For automated trading, I think it is much more useful to ask: How does each additional instrument change the behavior of the entire portfolio?

  • Does it reduce concentration?
  • Does it introduce a new source of opportunity?
  • Does it improve the distribution of returns?
  • Does it increase drawdown?
  • Does it increase execution costs?
  • Does it create additional exposure to the same underlying currency?

These questions are more important than simply counting the number of pairs.



What ten years of development changed for us

When we started developing automated strategies, we were naturally focused on finding profitable entry conditions. Today, our thinking is much more portfolio-oriented. We still care about the entry logic. But we also care about everything around it. The instrument is part of the strategy. The trading session is part of the strategy. Execution costs are part of the strategy. Liquidity is part of the strategy. And the relationship between instruments is part of the strategy.

This is one of the biggest lessons we have learned from working with SCR_EURAUD, SCR_EURAUD_advanced and the SCR_NightScalper technology behind them.

The EA may contain the trading logic.

But the market environment determines how that logic is expressed in practice.



Final thoughts

There is no universally "best" Forex currency pair. There is only a currency pair that may be more or less suitable for a particular strategy, during particular market conditions, with particular execution characteristics.

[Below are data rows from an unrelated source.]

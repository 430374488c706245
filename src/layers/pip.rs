//! pip layer, used for the system pip and for every virtualenv.
//!
//! Listing distinguishes two failure modes: `pip_exec` when pip itself
//! failed, and `pip_list_parse` when pip succeeded but printed something that
//! is not the expected JSON (typically an old pip without `--format=json`).

use std::path::Path;

use log::{debug, info};

use crate::model::{Issue, IssueCategory, PackageRecord};
use crate::parse::{excerpt, parse_pip_json};
use crate::process::CommandRunner;

/// How much raw output to embed in a `pip_list_parse` issue.
const RAW_EXCERPT_CHARS: usize = 200;

fn pip_program(pip: &Path) -> String {
    pip.to_string_lossy().into_owned()
}

/// `pip list --format=json` for the given pip.
pub fn list_command(pip: &Path) -> Vec<String> {
    vec![pip_program(pip), "list".to_string(), "--format=json".to_string()]
}

/// List installed packages.
///
/// Returns the packages and at most one issue. A simulated run returns an
/// empty list and no issue.
pub fn list(runner: &dyn CommandRunner, pip: &Path, simulate: bool) -> (Vec<PackageRecord>, Option<Issue>) {
    let cmd = list_command(pip);
    let output = runner.run(&cmd, simulate);

    if output.is_failure() {
        let issue = Issue::new(IssueCategory::PipExec, cmd, output.exit_code, output.stderr);
        return (Vec::new(), Some(issue));
    }
    if simulate {
        return (Vec::new(), None);
    }

    match parse_pip_json(&output.stdout) {
        Ok(packages) => {
            debug!("{} lists {} packages", pip.display(), packages.len());
            (packages, None)
        }
        Err(e) => {
            let stderr = format!(
                "parse error: {}; raw:{}",
                e,
                excerpt(&output.stdout, RAW_EXCERPT_CHARS)
            );
            let issue = Issue::new(IssueCategory::PipListParse, cmd, output.exit_code, stderr);
            (Vec::new(), Some(issue))
        }
    }
}

/// Upgrade every installed package with one batched `pip install --upgrade`.
///
/// Never runs when simulating. Re-lists first; an empty listing is a no-op.
/// A failing batch is reported as a single `pip_upgrade` issue.
pub fn upgrade(runner: &dyn CommandRunner, pip: &Path, simulate: bool) -> Option<Issue> {
    if simulate {
        return None;
    }

    let (packages, issue) = list(runner, pip, false);
    if issue.is_some() {
        return issue;
    }
    if packages.is_empty() {
        debug!("Nothing to upgrade for {}", pip.display());
        return None;
    }

    let mut cmd = vec![pip_program(pip), "install".to_string(), "--upgrade".to_string()];
    cmd.extend(packages.into_iter().map(|p| p.name));

    info!("Upgrading {} packages with {}", cmd.len() - 3, pip.display());
    let output = runner.run(&cmd, false);
    (output.exit_code != 0)
        .then(|| Issue::new(IssueCategory::PipUpgrade, cmd, output.exit_code, output.stderr))
}
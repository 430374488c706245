//! # Output Documents
//!
//! The three JSON documents a run leaves behind:
//!
//! - inventory: [`InventoryDocument`] `{generated, mode, dry_run, inventory}`
//! - issues: [`IssuesDocument`] `{generated, issues}`
//! - repair: the [`RepairResult`] as-is
//!
//! Every document is written with [`write_json_atomic`]: pretty JSON goes to
//! `<path>.tmp` first and is then renamed over `<path>`, so a reader never
//! sees a half-written file.

use std::ffi::OsString;
use std::fs;
use std::path::{Path, PathBuf};

use chrono::{DateTime, Utc};
use log::info;
use serde::{Deserialize, Serialize};

use crate::error::{Error, Result};
use crate::model::{Inventory, Issue, Mode, RepairResult};

#[derive(Debug, Clone, PartialEq, Serialize, Deserialize)]
pub struct InventoryDocument {
    pub generated: DateTime<Utc>,
    pub mode: Mode,
    pub dry_run: bool,
    pub inventory: Inventory,
}

impl InventoryDocument {
    pub fn new(inventory: Inventory, dry_run: bool) -> Self {
        Self {
            generated: Utc::now(),
            mode: inventory.mode,
            dry_run,
            inventory,
        }
    }
}

#[derive(Debug, Clone, PartialEq, Serialize, Deserialize)]
pub struct IssuesDocument {
    pub generated: DateTime<Utc>,
    pub issues: Vec<Issue>,
}

impl IssuesDocument {
    pub fn new(issues: Vec<Issue>) -> Self {
        Self {
            generated: Utc::now(),
            issues,
        }
    }
}

fn temp_path(path: &Path) -> PathBuf {
    let mut name = OsString::from(path.as_os_str());
    name.push(".tmp");
    PathBuf::from(name)
}

/// Serialize `value` as pretty JSON and atomically replace `path` with it.
pub fn write_json_atomic<T: Serialize>(path: &Path, value: &T) -> Result<()> {
    let output_error = |message: String| Error::Output {
        path: path.to_path_buf(),
        message,
    };

    if let Some(parent) = path.parent().filter(|p| !p.as_os_str().is_empty()) {
        fs::create_dir_all(parent).map_err(|e| output_error(e.to_string()))?;
    }

    let mut json = serde_json::to_string_pretty(value)?;
    json.push('\n');

    let tmp = temp_path(path);
    fs::write(&tmp, json).map_err(|e| output_error(e.to_string()))?;
    if let Err(e) = fs::rename(&tmp, path) {
        let _ = fs::remove_file(&tmp);
        return Err(output_error(e.to_string()));
    }

    info!("Wrote {}", path.display());
    Ok(())
}

pub fn write_inventory(path: &Path, inventory: &Inventory, dry_run: bool) -> Result<()> {
    write_json_atomic(path, &InventoryDocument::new(inventory.clone(), dry_run))
}

pub fn write_issues(path: &Path, issues: &[Issue]) -> Result<()> {
    write_json_atomic(path, &IssuesDocument::new(issues.to_vec()))
}

pub fn write_repair(path: &Path, result: &RepairResult) -> Result<()> {
    write_json_atomic(path, result)
}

This is why we have become increasingly skeptical of simple statements such as: "This EA works best on EURUSD."

or: "These are the five most profitable pairs."

The more useful question is: Why does this strategy work on this instrument, and under what conditions?

Once you start asking that question, currency-pair selection becomes much more than a backtest ranking exercise. It becomes part of strategy design itself. And that is the approach we continue to use today.

The goal is not to trade more markets. The goal is to find the markets where the strategy makes the most sense.